Il numero di scambi di mezzi durante la coltura sferoidale è determinato dalla linea cellulare utilizzata. Tuttavia, in genere, gli scambi medi a mezzo volume ogni 2-3 giorni sono applicabili nella maggior parte dei casi per reintegrare i nutrienti. Abbiamo utilizzato l'approccio dell'aggregazione forzata per generare sferoidi 3D utilizzando micropiastre cellulore-repellenti da fonti disponibili in commercio per un rapido sviluppo e distribuzione di modelli sferoidi negli studi di analisi XF. Tuttavia, piattaforme alternative potrebbero essere più adatte a generare sferoidi da altri tipi di cellule, ad esempio approcci a goccia sospesa o incorporati in matrice. Nei laboratori con risorse limitate, gli utenti potrebbero voler guardare verso la tecnica di sovrapposizione di agarosio-liquido per la formazione di superfici di micropiastre repellenti per cellule51,52 per ridurre significativamente i costi economici delle fasi iniziali di sviluppo del metodo sferoide. Il movimento degli sferoidi tra i vasi di coltura è necessario per eseguire l'analisi XF e altri saggi a valle. La facilità di trasferimento è in genere dettata dalla dimensione sferoide e dalla densità complessiva. Si consiglia di utilizzare una punta della pipetta a orifizio largo P200 o P1000 per mantenere l'integrità dello sferoide; le punte delle pipette di foro più piccolo rischiano l'interruzione meccanica dello sferoide, che può essere acquistato commercialmente o, con cura, realizzato semplicemente tagliando l'estremità della punta della pipetta per aumentare l'orifizio.

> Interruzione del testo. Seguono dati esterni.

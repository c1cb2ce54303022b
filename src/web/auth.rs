//! Bearer-token authentication middleware.

use super::{ApiError, AppState, Backend};
use crate::auth::Actor;
use axum::{
    extract::{Request, State},
    http::header::AUTHORIZATION,
    middleware::Next,
    response::Response,
};
use std::sync::Arc;

/// Caller resolved from the `Authorization` header; `None` for anonymous or
/// invalid tokens.
#[derive(Debug, Clone, Default)]
pub struct CurrentActor(pub Option<Actor>);

impl CurrentActor {
    /// Returns the actor, if any.
    #[must_use]
    pub const fn actor(&self) -> Option<&Actor> {
        self.0.as_ref()
    }

    /// Returns the actor or fails with 401.
    ///
    /// # Errors
    ///
    /// Returns [`ApiError::Unauthorized`] for anonymous callers.
    pub fn require(&self) -> Result<&Actor, ApiError> {
        self.0.as_ref().ok_or(ApiError::Unauthorized)
    }
}

/// Verifies the bearer token, if present, and stores the resulting
/// [`CurrentActor`] in the request extensions.
pub(crate) async fn authenticate<K: Backend>(
    State(state): State<Arc<AppState<K>>>,
    mut request: Request,
    next: Next,
) -> Response {
    let token = request
        .headers()
        .get(AUTHORIZATION)
        .and_then(|value| value.to_str().ok())
        .and_then(|value| value.strip_prefix("Bearer "))
        .map(str::trim);
    let actor = token.and_then(|raw| {
        state
            .verifier
            .verify(raw)
            .inspect_err(|err| tracing::debug!(error = %err, "ignoring invalid bearer token"))
            .ok()
    });
    request.extensions_mut().insert(CurrentActor(actor));
    next.run(request).await
}
mod task_routes_tests;
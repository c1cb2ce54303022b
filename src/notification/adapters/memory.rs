//! In-memory mailer and calendar provider for tests and local runs.

use crate::auth::EmailAddress;
use crate::notification::{
    domain::{CalendarEvent, EmailMessage},
    ports::{AccessToken, CalendarError, CalendarProvider, Mailer, MailerError},
};
use async_trait::async_trait;
use std::collections::HashSet;
use std::sync::{Arc, Mutex};

/// Mailer that records messages instead of sending them.
///
/// Recipients registered with [`RecordingMailer::failing_for`] are refused.
#[derive(Debug, Clone, Default)]
pub struct RecordingMailer {
    sent: Arc<Mutex<Vec<EmailMessage>>>,
    refused: Arc<HashSet<EmailAddress>>,
}

impl RecordingMailer {
    /// Creates a mailer that accepts every message.
    #[must_use]
    pub fn new() -> Self {
        Self::default()
    }

    /// Creates a mailer that refuses messages to `recipients`.
    #[must_use]
    pub fn failing_for(recipients: impl IntoIterator<Item = EmailAddress>) -> Self {
        Self {
            sent: Arc::default(),
            refused: Arc::new(recipients.into_iter().collect()),
        }
    }

    /// Returns every accepted message in send order.
    #[must_use]
    pub fn sent(&self) -> Vec<EmailMessage> {
        self.sent
            .lock()
            .map(|messages| messages.clone())
            .unwrap_or_default()
    }
}

#[async_trait]
impl Mailer for RecordingMailer {
    async fn send(&self, message: &EmailMessage) -> Result<(), MailerError> {
        if self.refused.contains(&message.to) {
            return Err(MailerError::transport(std::io::Error::other(format!(
                "recipient {} refused",
                message.to
            ))));
        }
        self.sent
            .lock()
            .map_err(|err| MailerError::transport(std::io::Error::other(err.to_string())))?
            .push(message.clone());
        Ok(())
    }
}

/// Calendar provider that records events per mailbox.
#[derive(Debug, Clone, Default)]
pub struct RecordingCalendar {
    events: Arc<Mutex<Vec<(EmailAddress, CalendarEvent)>>>,
    refused: Arc<HashSet<EmailAddress>>,
    token_unavailable: bool,
}

impl RecordingCalendar {
    /// Creates a provider that accepts every event.
    #[must_use]
    pub fn new() -> Self {
        Self::default()
    }

    /// Creates a provider that rejects events for `mailboxes`.
    #[must_use]
    pub fn failing_for(mailboxes: impl IntoIterator<Item = EmailAddress>) -> Self {
        Self {
            refused: Arc::new(mailboxes.into_iter().collect()),
            ..Self::default()
        }
    }

    /// Creates a provider whose token endpoint always fails.
    #[must_use]
    pub fn without_token() -> Self {
        Self {
            token_unavailable: true,
            ..Self::default()
        }
    }

    /// Returns every created event with its mailbox.
    #[must_use]
    pub fn events(&self) -> Vec<(EmailAddress, CalendarEvent)> {
        self.events
            .lock()
            .map(|events| events.clone())
            .unwrap_or_default()
    }
}

#[async_trait]
impl CalendarProvider for RecordingCalendar {
    async fn acquire_token(&self) -> Result<AccessToken, CalendarError> {
        if self.token_unavailable {
            return Err(CalendarError::Token("credentials rejected".to_owned()));
        }
        Ok(AccessToken::new("in-memory"))
    }

    async fn create_event(
        &self,
        _token: &AccessToken,
        mailbox: &EmailAddress,
        event: &CalendarEvent,
    ) -> Result<(), CalendarError> {
        if self.refused.contains(mailbox) {
            return Err(CalendarError::Rejected {
                status: 404,
                body: format!("mailbox {mailbox} not found"),
            });
        }
        self.events
            .lock()
            .map_err(|err| CalendarError::transport(std::io::Error::other(err.to_string())))?
            .push((mailbox.clone(), event.clone()));
        Ok(())
    }
}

Tuttavia, questo approccio può essere suscettibile di introdurre un pelo nella plastica intorno all'estremità della punta, che potrebbe causare interruzioni meccaniche durante la manipolazione. L'uso di una retroilluminazione o di una lightbox è utile anche per la manipolazione e l'osservazione degli sferoidi al microscopio di dissezione come passo essenziale per garantire il successo del trasferimento degli sferoidi nella micropiastra del saggio sferoidale. Inoltre, la posizione sferoide all'interno del pozzetto di una micropiastra di saggio sferoidale è di particolare importanza e influisce direttamente sull'OCR e sull'effetto composto durante un tipico test MitoStress (Figura 7), molto probabilmente a causa della relazione tra la posizione sferoide e i fluorofori della sonda del sensore.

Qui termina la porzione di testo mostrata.